Oleh: Syaiful W. Harahap*
Dalam laporan Ditjen P2P, Kemenkes RI, tanggal 29 Mei 2020, tentang Perkembangan HIV/AIDS dan Penyakit Infeksi Menular Seksual (PIMS) Triwulan I Tahun 2020, jumlah kasus kumulatif HIV/AIDS dari tahun 1987 sd. Maret 2020 di wilayah Jawa Tengah adalah 47.041 yang terdiri atas 34.805 HIV dan 12.236 AIDS. Jumlah ini menempatkan Jawa Tengah (Jateng) di peringkat ke-5 dalam jumlah kasus kumulatif HIV/AIDS secara nasional.
Sedangkan kasus kumulatif HIV/AIDS nasional dari tahun 1987 sd. Maret 2020 berjumlah 511.955 yang terdiri atas 388.724 HIV dan 123.231 AIDS dengan 17.210 kematian.
Sama halnya dengan banyak daerah yang menutup semua tempat pelacuran (lokasi dan lokalisasi), Pemprov Jateng pun menutup lokalisasi pelacuran Sunan Kuning yang belakangan dikenal sebagai Resos Argorejo karena masyarakat menolak pemakai nama Sunan Kuning. Lokalisasi Argorejo diresmikan tanggal 15 Agustus 1966. Pada tanggal 18 September 2019 Argorejo resmi ditutup sebagai resos pelacuran.
Apakah dengan penutupan resos Argorejo praktek pelacuran di Kota Semarang dan di Jateng berhenti?
Secara de jure jelas berhenti karena tidak ada lagi tempat pelacuran terbuka di Jateng. Tapi, secara de facto tidak ada jaminan praktek pelacuran dengan transasi seks melalui berbagai modus, bahkan memakai media sosial, terus terjadi di sembarang tempat dan sembarang waktu.
Salah satu faktor risiko penularan HIV/AIDS, terutama pada laki-laki dewasa, adalah melalui hubungan seksual tanpa kondom dengan perempuan yang sering berganti pasangan, seperti pekerja seks komersial (PSK). Dalam hal ini PSK yang kasat mata yaitu PSK langsung antara lain yang mangkal di resos Argorejo yang lebih dikenal sebagai “SK” (Sunan Kuning).

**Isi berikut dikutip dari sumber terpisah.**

use crate::domain::error::TranslationError;
use crate::domain::model::TranslationResult;
use crate::domain::schema::parse_translation;
use crate::domain::traits::Translator;
use crate::infrastructure::config::ProviderConfig;
use crate::infrastructure::network::prompt::build_system_prompt;
use async_trait::async_trait;
use reqwest::Client;
use serde::{Deserialize, Serialize};
use tracing::{debug, warn};

// Chat completion request structures
#[derive(Serialize, Debug)]
struct ChatRequest<'a> {
    model: &'a str,
    messages: [ChatMessage<'a>; 2],
    response_format: ResponseFormat,
}

#[derive(Serialize, Debug)]
struct ChatMessage<'a> {
    role: &'static str,
    content: &'a str,
}

#[derive(Serialize, Debug)]
struct ResponseFormat {
    #[serde(rename = "type")]
    kind: &'static str,
}

// Chat completion response structures
#[derive(Deserialize, Debug)]
struct ChatResponse {
    #[serde(default)]
    choices: Vec<Choice>,
}

#[derive(Deserialize, Debug)]
struct Choice {
    message: ResponseMessage,
}

#[derive(Deserialize, Debug)]
struct ResponseMessage {
    content: Option<String>,
}

#[derive(Deserialize, Debug)]
struct ErrorEnvelope {
    error: ErrorBody,
}

#[derive(Deserialize, Debug)]
struct ErrorBody {
    message: String,
}

/// Translator backed by an OpenAI-compatible chat-completion endpoint
pub struct ChatCompletionTranslator {
    client: Client,
    api_base: String,
    model: String,
}

impl ChatCompletionTranslator {
    pub fn new(client: Client, provider: &ProviderConfig) -> Self {
        Self {
            client,
            api_base: provider.api_base.trim_end_matches('/').to_string(),
            model: provider.model.clone(),
        }
    }

    fn endpoint(&self) -> String {
        format!("{}/chat/completions", self.api_base)
    }

    async fn request_completion(
        &self,
        credential: &str,
        system_prompt: &str,
        source_text: &str,
    ) -> Result<Option<String>, TranslationError> {
        let body = ChatRequest {
            model: &self.model,
            messages: [
                ChatMessage {
                    role: "system",
                    content: system_prompt,
                },
                ChatMessage {
                    role: "user",
                    content: source_text,
                },
            ],
            response_format: ResponseFormat {
                kind: "json_object",
            },
        };

        let response = self
            .client
            .post(self.endpoint())
            .bearer_auth(credential)
            .json(&body)
            .send()
            .await
            .map_err(provider_error)?;

        let status = response.status();
        let text = response.text().await.map_err(provider_error)?;

        if !status.is_success() {
            let message = serde_json::from_str::<ErrorEnvelope>(&text)
                .map(|e| e.error.message)
                .unwrap_or_else(|_| format!("HTTP {}", status));
            return Err(TranslationError::ProviderError(message));
        }

        let parsed: ChatResponse = serde_json::from_str(&text).map_err(|e| {
            TranslationError::ProviderError(format!("Unexpected response body: {}", e))
        })?;

        Ok(parsed
            .choices
            .into_iter()
            .next()
            .and_then(|choice| choice.message.content))
    }
}

#[async_trait]
impl Translator for ChatCompletionTranslator {
    async fn translate(
        &self,
        credential: &str,
        source_text: &str,
        context: &str,
    ) -> Result<TranslationResult, TranslationError> {
        if credential.trim().is_empty() {
            return Err(TranslationError::MissingCredential);
        }

        let system_prompt = build_system_prompt(context);
        debug!(
            model = %self.model,
            context = %context,
            chars = source_text.chars().count(),
            "sending translation request"
        );

        let result = match self
            .request_completion(credential, &system_prompt, source_text)
            .await
        {
            Ok(Some(content)) => parse_translation(&content),
            Ok(None) => Err(TranslationError::EmptyResponse),
            Err(e) => Err(e),
        };

        if let Err(e) = &result {
            warn!("Translation error: {}", e);
        }
        result
    }
}

fn provider_error(e: reqwest::Error) -> TranslationError {
    TranslationError::ProviderError(e.to_string())
}
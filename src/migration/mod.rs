pub mod legacy;
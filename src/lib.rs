//! Context-aware translation into Traditional Chinese (Taiwan), English and
//! Japanese, with per-language glossary notes and locally saved favorites.

pub mod application;
pub mod domain;
pub mod infrastructure;
pub mod interfaces;
pub mod migration;
pub mod presentation;
pub mod state;
//! Validation of the provider's JSON content.
//!
//! The provider only guarantees syntactically valid JSON, so every required
//! key is checked for presence and type before a [`TranslationResult`] is
//! built.

use serde_json::{Map, Value};

use crate::domain::error::TranslationError;
use crate::domain::model::{Glossary, Language, TranslationResult};

pub const GLOSSARY_KEY: &str = "terms";

/// Parse and validate the textual content of a chat completion.
pub fn parse_translation(content: &str) -> Result<TranslationResult, TranslationError> {
    if content.trim().is_empty() {
        return Err(TranslationError::EmptyResponse);
    }

    let value: Value = serde_json::from_str(content)
        .map_err(|e| TranslationError::MalformedResponse(format!("invalid JSON: {}", e)))?;

    let obj = value.as_object().ok_or_else(|| {
        TranslationError::MalformedResponse("expected a JSON object".to_string())
    })?;

    let glossary = match obj.get(GLOSSARY_KEY) {
        Some(Value::Object(terms)) => Glossary {
            zh: required_str(terms, Language::Zh.code(), "terms.")?,
            en: required_str(terms, Language::En.code(), "terms.")?,
            ja: required_str(terms, Language::Ja.code(), "terms.")?,
        },
        // 旧格式：单一字符串，对三种语言通用
        Some(Value::String(text)) if !text.trim().is_empty() => Glossary::uniform(text.as_str()),
        _ => {
            return Err(TranslationError::MalformedResponse(format!(
                "missing or invalid key `{}`",
                GLOSSARY_KEY
            )))
        }
    };

    Ok(TranslationResult {
        zh: required_str(obj, Language::Zh.code(), "")?,
        en: required_str(obj, Language::En.code(), "")?,
        ja: required_str(obj, Language::Ja.code(), "")?,
        glossary,
    })
}

fn required_str(
    obj: &Map<String, Value>,
    key: &str,
    path_prefix: &str,
) -> Result<String, TranslationError> {
    match obj.get(key) {
        Some(Value::String(s)) if !s.trim().is_empty() => Ok(s.clone()),
        _ => Err(TranslationError::MalformedResponse(format!(
            "missing or invalid key `{}{}`",
            path_prefix, key
        ))),
    }
}
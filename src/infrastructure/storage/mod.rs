pub mod db;
pub mod memory;

pub use db::SqliteStore;
pub use memory::MemoryStore;
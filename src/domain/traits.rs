use crate::domain::error::{TranslationError, TransproError};
use crate::domain::model::TranslationResult;
use async_trait::async_trait;

/// Trait for translation services
///
/// One call is one round trip to the provider. Implementations are stateless
/// and must never let a failure escape as anything but a [`TranslationError`].
#[async_trait]
pub trait Translator: Send + Sync {
    async fn translate(
        &self,
        credential: &str,
        source_text: &str,
        context: &str,
    ) -> Result<TranslationResult, TranslationError>;
}

/// Trait for the local persistent key-value store
///
/// String keys, string values. Implemented by SQLite on disk and by an
/// in-memory map for tests and ephemeral sessions.
#[async_trait]
pub trait KeyValueStore: Send + Sync {
    async fn get(&self, key: &str) -> Result<Option<String>, TransproError>;

    /// Insert or overwrite a value
    async fn set(&self, key: &str, value: &str) -> Result<(), TransproError>;
}
//! Parsers for the portal's positional text micro-formats.
//!
//! Search results encode everything as labeled text lines (`"Room: 205 LAWRN"`)
//! and a handful of packed tokens (`"1030-LEC (27815)"`, `"MoWe 3:00PM - 4:15PM"`).
//! The portal controls these formats and has drifted before, so each field gets
//! its own small parser that fails with a value-carrying error instead of
//! guessing.

use chrono::NaiveDate;

use crate::error::{CatalogError, Result};
use crate::models::{DateRange, TimeRange};

const DATE_FORMAT: &str = "%m/%d/%Y";

/// Subject and course number lifted from a course heading.
#[derive(Debug, Clone, PartialEq, Eq)]
pub(crate) struct CourseHeading {
    pub subject: String,
    pub number: String,
}

/// Section identifier, type, and class number from a section line.
#[derive(Debug, Clone, PartialEq, Eq)]
pub(crate) struct SectionIdentity {
    pub section: String,
    pub section_type: String,
    pub number: String,
}

/// Strip a `"<label>: "` prefix, returning the text after the first `": "`.
///
/// `"Room: 205 LAWRN"` -> `"205 LAWRN"`. Later occurrences stay intact:
/// `"Instructor: Hoffman, Barry: Adjunct"` -> `"Hoffman, Barry: Adjunct"`.
pub(crate) fn label_value(line: &str) -> Result<&str> {
    match line.split_once(": ") {
        Some((_, value)) => Ok(value),
        None => Err(CatalogError::MalformedDocument(format!(
            "line has no label separator: {line:?}"
        ))),
    }
}

/// Parse a course heading such as `"CS 0007 - INTRO TO COMPUTER PROGRAMMING"`.
///
/// Only the part before the first `" - "` matters: token 0 is the subject,
/// token 1 the course number. Headings without both tokens are malformed.
pub(crate) fn parse_course_heading(text: &str) -> Result<CourseHeading> {
    let head = match text.split_once(" - ") {
        Some((head, _)) => head,
        None => text,
    };
    let mut tokens = head.split_whitespace();
    let (Some(subject), Some(number)) = (tokens.next(), tokens.next()) else {
        return Err(CatalogError::MalformedDocument(format!(
            "course heading is missing subject or number: {text:?}"
        )));
    };
    Ok(CourseHeading {
        subject: subject.to_string(),
        number: number.to_string(),
    })
}

/// Parse a section line value such as `"1030-LEC (27815)"`.
///
/// The first token splits on `-` into section identifier and type; the
/// class number is characters 1..6 of the second token, dropping the
/// opening parenthesis. The token must be at least the full `"(NNNNN)"`
/// width. Trailing tokens are ignored.
pub(crate) fn parse_section_identity(value: &str) -> Result<SectionIdentity> {
    let mut tokens = value.split_whitespace();
    let (Some(pair), Some(number_token)) = (tokens.next(), tokens.next()) else {
        return Err(CatalogError::MalformedDocument(format!(
            "section line is missing tokens: {value:?}"
        )));
    };
    let Some((section, section_type)) = pair.split_once('-') else {
        return Err(CatalogError::MalformedDocument(format!(
            "section token has no type separator: {pair:?}"
        )));
    };
    let number = match number_token.get(1..6) {
        Some(number) if number_token.len() >= 7 => number,
        _ => {
            return Err(CatalogError::MalformedDocument(format!(
                "class number token is too short: {number_token:?}"
            )));
        }
    };
    Ok(SectionIdentity {
        section: section.to_string(),
        section_type: section_type.to_string(),
        number: number.to_string(),
    })
}

/// Split a concatenated day-string into two-character day codes.
///
/// `"MoWe"` -> `["Mo", "We"]`, `"TuTh"` -> `["Tu", "Th"]`. An odd trailing
/// character is dropped, matching the fixed-width chunk count.
pub(crate) fn chunk_days(days: &str) -> Vec<String> {
    let chars: Vec<char> = days.chars().collect();
    chars
        .chunks_exact(2)
        .map(|pair| pair.iter().collect())
        .collect()
}

/// Parse a meeting field value: either `"TBA"` or `"<days><start> - <end>"`.
///
/// `"MoWe 3:00PM - 4:15PM"` -> days `["Mo", "We"]`, times `3:00PM`..`4:15PM`.
/// `"TBA"` -> no days, no times. The day-string and start time share one
/// space-separated token pair, so the first half splits at its last space.
pub(crate) fn parse_meeting(value: &str) -> Result<(Option<Vec<String>>, Option<TimeRange>)> {
    if value == "TBA" {
        return Ok((None, None));
    }
    let Some((first, end)) = value.split_once(" - ") else {
        return Err(CatalogError::MalformedDocument(format!(
            "meeting field has no time separator: {value:?}"
        )));
    };
    let Some((days, start)) = first.rsplit_once(' ') else {
        return Err(CatalogError::MalformedDocument(format!(
            "meeting field has no day/time boundary: {value:?}"
        )));
    };
    let times = TimeRange {
        start: start.to_string(),
        end: end.to_string(),
    };
    Ok((Some(chunk_days(days)), Some(times)))
}

/// Parse a meeting-dates value such as `"08/26/2019 - 12/06/2019"`.
pub(crate) fn parse_date_range(value: &str) -> Result<DateRange> {
    let Some((start, end)) = value.split_once(" - ") else {
        return Err(CatalogError::MalformedDocument(format!(
            "date range has no separator: {value:?}"
        )));
    };
    let start = NaiveDate::parse_from_str(start.trim(), DATE_FORMAT).map_err(|_| {
        CatalogError::MalformedDocument(format!("unparseable start date: {start:?}"))
    })?;
    let end = NaiveDate::parse_from_str(end.trim(), DATE_FORMAT)
        .map_err(|_| CatalogError::MalformedDocument(format!("unparseable end date: {end:?}")))?;
    Ok(DateRange { start, end })
}
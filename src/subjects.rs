//! The catalog subject whitelist.
//!
//! The portal's search form only accepts subject codes from its own browse
//! listing, so queries are checked against this table before any request is
//! made. Codes are stored uppercase and sorted.

use std::collections::HashSet;
use std::sync::LazyLock;

/// Every subject code the class search accepts, taken from the portal's
/// subject browse listing.
const SUBJECT_CODES: &[&str] = &[
    "ADMJ", "ADMPS", "AFRCNA", "AFROTC", "ANTH", "ARABIC", "ARTSC", "ASL", "ASTRON", "ATHLTR",
    "BACC", "BCHS", "BECN", "BFAE", "BFIN", "BHRM", "BIND", "BIOENG", "BIOETH", "BIOINF", "BIOSC",
    "BIOST", "BMIS", "BMKT", "BOAH", "BORG", "BQOM", "BSEO", "BSPP", "BUS", "BUSACC", "BUSADM",
    "BUSBIS", "BUSECN", "BUSENV", "BUSERV", "BUSFIN", "BUSHRM", "BUSMKT", "BUSORG", "BUSQOM",
    "BUSSCM", "BUSSPP", "CDACCT", "CDENT", "CEE", "CGS", "CHE", "CHEM", "CHIN", "CLASS", "CLRES",
    "CLST", "CMME", "CMMUSIC", "CMPBIO", "CMPINF", "COE", "COEA", "COEE", "COMMRC", "CS", "CSD",
    "DENHYG", "DENT", "DIASCI", "DMED", "DSANE", "DUPOSC", "EAS", "ECE", "ECON", "EDUC", "EM",
    "ENDOD", "ENGCMP", "ENGFLM", "ENGLIT", "ENGR", "ENGSCI", "ENGWRT", "ENRES", "EOH", "EPIDEM",
    "FACDEV", "FILMG", "FILMST", "FP", "FR", "FTADMA", "FTDA", "FTDB", "FTDC", "FTDJ", "FTDR",
    "GEOL", "GER", "GERON", "GREEK", "GREEKM", "GSWS", "HAA", "HEBREW", "HIM", "HINDI", "HIST",
    "HONORS", "HPA", "HPM", "HPS", "HRS", "HUGEN", "IDM", "IE", "IL", "IMB", "INFSCI", "INTBP",
    "IRISH", "ISB", "ISSP", "ITAL", "JPNSE", "JS", "KOREAN", "LATIN", "LAW", "LCTL", "LDRSHP",
    "LEGLST", "LING", "LIS", "LSAP", "MATH", "ME", "MED", "MEDEDU", "MEMS", "MILS", "MOLBPH",
    "MSBMS", "MSCBIO", "MSCBMP", "MSCMP", "MSE", "MSMBPH", "MSMGDB", "MSMI", "MSMPHL", "MSMVM",
    "MSNBIO", "MUSIC", "NEURO", "NPHS", "NROSCI", "NUR", "NURCNS", "NURNM", "NURNP", "NURSAN",
    "NURSP", "NUTR", "ODO", "ORBIOL", "ORSUR", "OT", "PAS", "PEDC", "PEDENT", "PEDS", "PERIO",
    "PERS", "PETE", "PHARM", "PHIL", "PHYS", "PIA", "POLISH", "PORT", "PROSTH", "PS", "PSY",
    "PSYC", "PSYED", "PT", "PUBHLT", "PUBSRV", "PWEA", "QUECH", "REHSCI", "REL", "RELGST",
    "RESTD", "RUSS", "SA", "SERCRO", "SLAV", "SLOVAK", "SOC", "SOCWRK", "SPAN", "STAT", "SWAHIL",
    "SWBEH", "SWCED", "SWCOSA", "SWE", "SWGEN", "SWINT", "SWRES", "SWWEL", "TELCOM", "THEA",
    "TURKSH", "UKRAIN", "URBNST", "VIET",
];

static SUBJECTS: LazyLock<HashSet<&'static str>> =
    LazyLock::new(|| SUBJECT_CODES.iter().copied().collect());

/// Whether `code` is a known subject. Exact match; callers uppercase first.
pub(crate) fn is_valid(code: &str) -> bool {
    SUBJECTS.contains(code)
}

Ketika “SK” dan tempat-tempat pelacuran lain ditutup tidak bisa lagi dilakukan penjangkauan dan intervensi terhada PSK dan laki-laki pelanggan PSK. Biasanya, ada LSM yang menjangkau PSK untuk melakukan advokasi agar menerapkan ‘seks aman’ yaitu hanya melayani laki-laki memaka kondom. Celakanya, laki-laki tidak mau memakai kondom dengan 1001 macam alasan.
Thailand berhasil menekan infeksi HIV baru pada laki-laki melalui intervensi berupa program kewajiban laki-laki memakai kondom setiap kali melakukan hubungan seksual dengan PSK. Ini hanya bisa dilakukan jika praktek PSK dilokalisir.
Dengan kondisi PSK langsung dan PSK tidak langsung melakukan transaksi sek melalui media sosial, maka intervensi tida bisa dilakukan. Itu artinya insiden infeksi HIV pada laki-laki dewasa akan terus terjadi.
Laki-laki yang tertular HIV akan menularkan HIV ke pasangannya. Kepada istri bagi laki-laki beristri atau ke pasangan seks lain. Dengan demikian penyebaran HIV/AIDS akan terus terjadi di Jateng sebagai ‘bom waktu’ yang kelak bermuara pada ‘ledakan AIDS’. []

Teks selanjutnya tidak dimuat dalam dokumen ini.